I’m tying to use a BNN as a prior. I was able to train the BNN and create pyro.infer.Predictive object out of it. I can sample the object to make predictions.
However when I try to use this as a prior for NUTS sampler, it doesn’t work. I’m a bit confused on how to do the sampling, since my BNN needs the x-values as an input.
I tried to do it like this:
omega = pyro.sample("omega", prior(torch.linspace(domain[0], domain[1], n)))
where prior() is the Predictive object.

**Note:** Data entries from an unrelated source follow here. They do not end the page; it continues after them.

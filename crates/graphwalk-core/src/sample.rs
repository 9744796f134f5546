//! Ready-made graphs: the teaching sample and seeded random graphs.

use std::collections::HashSet;

use rand::rngs::StdRng;
use rand::seq::SliceRandom;
use rand::{Rng, SeedableRng};
use tracing::{debug, instrument};

use crate::model::{Edge, GraphSnapshot, Node, NodeId};
use crate::palette::DEFAULT_NODE_COLOR;

/// Canvas area random nodes are placed in.
const CANVAS_X: (f64, f64) = (50.0, 850.0);
const CANVAS_Y: (f64, f64) = (50.0, 550.0);

const SAMPLE_NODES: [(i64, f64, f64); 8] = [
    (1, 200.0, 150.0),
    (2, 350.0, 150.0),
    (3, 500.0, 150.0),
    (4, 275.0, 280.0),
    (5, 425.0, 280.0),
    (6, 350.0, 400.0),
    (7, 650.0, 200.0),
    (8, 750.0, 300.0),
];

const SAMPLE_EDGES: [(i64, i64); 9] = [
    (1, 2),
    (2, 3),
    (1, 4),
    (2, 4),
    (2, 5),
    (3, 5),
    (4, 5),
    (5, 6),
    (7, 8),
];

/// The eight-node undirected sample: a six-node cluster `{1..6}` and a
/// separate pair `{7, 8}`. Node 5 is its only cut vertex.
#[must_use]
pub fn sample_graph() -> GraphSnapshot {
    let nodes = SAMPLE_NODES
        .iter()
        .map(|&(id, x, y)| Node {
            color: Some(DEFAULT_NODE_COLOR.to_string()),
            ..Node::new(NodeId::Int(id)).at(x, y).with_label(id.to_string())
        })
        .collect();

    let edges = SAMPLE_EDGES
        .iter()
        .zip(1..)
        .map(|(&(a, b), n)| Edge::new(NodeId::Int(a), NodeId::Int(b)).with_id(format!("e{n}")))
        .collect();

    GraphSnapshot {
        nodes,
        edges,
        directed: false,
    }
}

/// A reproducible random simple graph.
///
/// Nodes get ids `1..=node_count` at random canvas positions. Edges follow
/// the editing rules of [`GraphSnapshot::add_edge`]: no self-loops and at
/// most one edge per node pair, so `edge_count` is capped at
/// `n * (n - 1) / 2`. The same arguments always produce the same snapshot.
#[must_use]
#[instrument]
pub fn random_graph(node_count: usize, edge_count: usize, seed: u64) -> GraphSnapshot {
    let mut rng = StdRng::seed_from_u64(seed);
    let mut graph = GraphSnapshot::new(false);

    let ids: Vec<NodeId> = (0..node_count)
        .map(|_| {
            let x = rng.gen_range(CANVAS_X.0..CANVAS_X.1).round();
            let y = rng.gen_range(CANVAS_Y.0..CANVAS_Y.1).round();
            graph.add_node(x, y)
        })
        .collect();

    let max_edges = node_count * node_count.saturating_sub(1) / 2;
    let target = edge_count.min(max_edges);
    let pairs = if target > max_edges / 2 {
        dense_pairs(&mut rng, node_count, target)
    } else {
        sparse_pairs(&mut rng, node_count, target)
    };

    for (a, b) in pairs {
        graph.edges.push(
            Edge::new(ids[a].clone(), ids[b].clone()).with_id(format!("e{}", graph.edges.len() + 1)),
        );
    }

    debug!(nodes = graph.nodes.len(), edges = graph.edges.len(), "random graph generated");
    graph
}

/// Shuffle every pair and keep the first `count`.
fn dense_pairs(rng: &mut StdRng, n: usize, count: usize) -> Vec<(usize, usize)> {
    let mut all: Vec<(usize, usize)> = (0..n).flat_map(|a| (a + 1..n).map(move |b| (a, b))).collect();
    all.shuffle(rng);
    all.truncate(count);
    all
}

/// Draw random pairs until `count` distinct ones are found.
fn sparse_pairs(rng: &mut StdRng, n: usize, count: usize) -> Vec<(usize, usize)> {
    let mut seen: HashSet<(usize, usize)> = HashSet::with_capacity(count);
    let mut pairs = Vec::with_capacity(count);
    while pairs.len() < count {
        let a = rng.gen_range(0..n);
        let b = rng.gen_range(0..n);
        if a == b {
            continue;
        }
        let key = (a.min(b), a.max(b));
        if seen.insert(key) {
            pairs.push((a, b));
        }
    }
    pairs
}

// ---------------------------------------------------------------------------
// Tests
// ---------------------------------------------------------------------------

#[cfg(test)]
mod tests {
    use super::*;

    #[test]
    fn sample_graph_shape() {
        let g = sample_graph();
        assert_eq!(g.nodes.len(), 8);
        assert_eq!(g.edges.len(), 9);
        assert!(!g.directed);
        assert_eq!(g.edges[0].id, "e1");
        assert_eq!(g.edges[8].id, "e9");
        assert_eq!(g.edges[8].source, NodeId::Int(7));
        let n4 = g.node(&NodeId::Int(4)).expect("node 4");
        assert!((n4.x - 275.0).abs() < f64::EPSILON);
        assert_eq!(n4.label.as_deref(), Some("4"));
        assert_eq!(n4.color.as_deref(), Some(DEFAULT_NODE_COLOR));
    }

    #[test]
    fn random_graph_is_reproducible() {
        assert_eq!(random_graph(30, 60, 7), random_graph(30, 60, 7));
        assert_ne!(random_graph(30, 60, 7), random_graph(30, 60, 8));
    }

    #[test]
    fn random_graph_obeys_editing_rules() {
        for (n, m) in [(10, 5), (10, 40), (10, 45), (10, 100), (1, 3), (0, 0)] {
            let g = random_graph(n, m, 42);
            assert_eq!(g.nodes.len(), n);
            assert_eq!(g.edges.len(), m.min(n * n.saturating_sub(1) / 2));
            let mut pairs = HashSet::new();
            for e in &g.edges {
                assert_ne!(e.source, e.target, "self-loop");
                assert!(g.contains_node(&e.source) && g.contains_node(&e.target));
                let key = if e.source < e.target {
                    (e.source.clone(), e.target.clone())
                } else {
                    (e.target.clone(), e.source.clone())
                };
                assert!(pairs.insert(key), "duplicate edge {}", e.id);
            }
        }
    }

    #[test]
    fn random_graph_ids_are_sequential() {
        let g = random_graph(4, 0, 1);
        let ids: Vec<NodeId> = g.node_ids().cloned().collect();
        assert_eq!(ids, (1..=4).map(NodeId::Int).collect::<Vec<_>>());
    }
}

It works when I just call it in a code with some x-values.
However when trying to use it as a prior in MCMC it gives this error:
RuntimeError: Multiple sample sites named 'layer1.weight'
Trace Shapes:
Param Sites:
Sample Sites:
Trace Shapes:
Param Sites:
Sample Sites:
_num_predictive_samples dist |
value 50 |
layer1.weight dist | 5 1
value | 5 1
layer1.bias dist | 5
value | 5
layer2.weight dist | 1 5
value | 1 5
layer2.bias dist | 1
value | 1
sigma dist |
value |
data dist |
value 200 |
obs dist 200 |
value 200 |
The BNN is copied from Pyro examples and looks like this:
class BNN(PyroModule):
def __init__(self, in_dim=1, out_dim=1, hid_dim=5, prior_scale=10.):
super().__init__()
self.activation = nn.Tanh() # or nn.ReLU()
self.layer1 = PyroModule[nn.Linear](in_dim, hid_dim) # Input to hidden layer
self.layer2 = PyroModule[nn.Linear](hid_dim, out_dim) # Hidden to output layer
# Set layer parameters as random variables
self.layer1.weight = PyroSample(dist.Normal(0., prior_scale).expand([hid_dim, in_dim]).to_event(2))
self.layer1.bias = PyroSample(dist.Normal(0., prior_scale).expand([hid_dim]).to_event(1))
self.layer2.weight = PyroSample(dist.Normal(0., prior_scale).expand([out_dim, hid_dim]).to_event(2))
self.layer2.bias = PyroSample(dist.Normal(0., prior_scale).expand([out_dim]).to_event(1))
def forward(self, x, y=None):
x = x.reshape(-1, 1)
x = self.activation(self.layer1(x))
mu = self.layer2(x).squeeze()
sigma = pyro.sample("sigma", dist.Gamma(.5, 1)) # Infer the response noise
# Sampling model
with pyro.plate("data", x.shape[0]):
obs = pyro.sample("obs", dist.Normal(mu, sigma * sigma), obs=y)
return mu
Thanks in advance!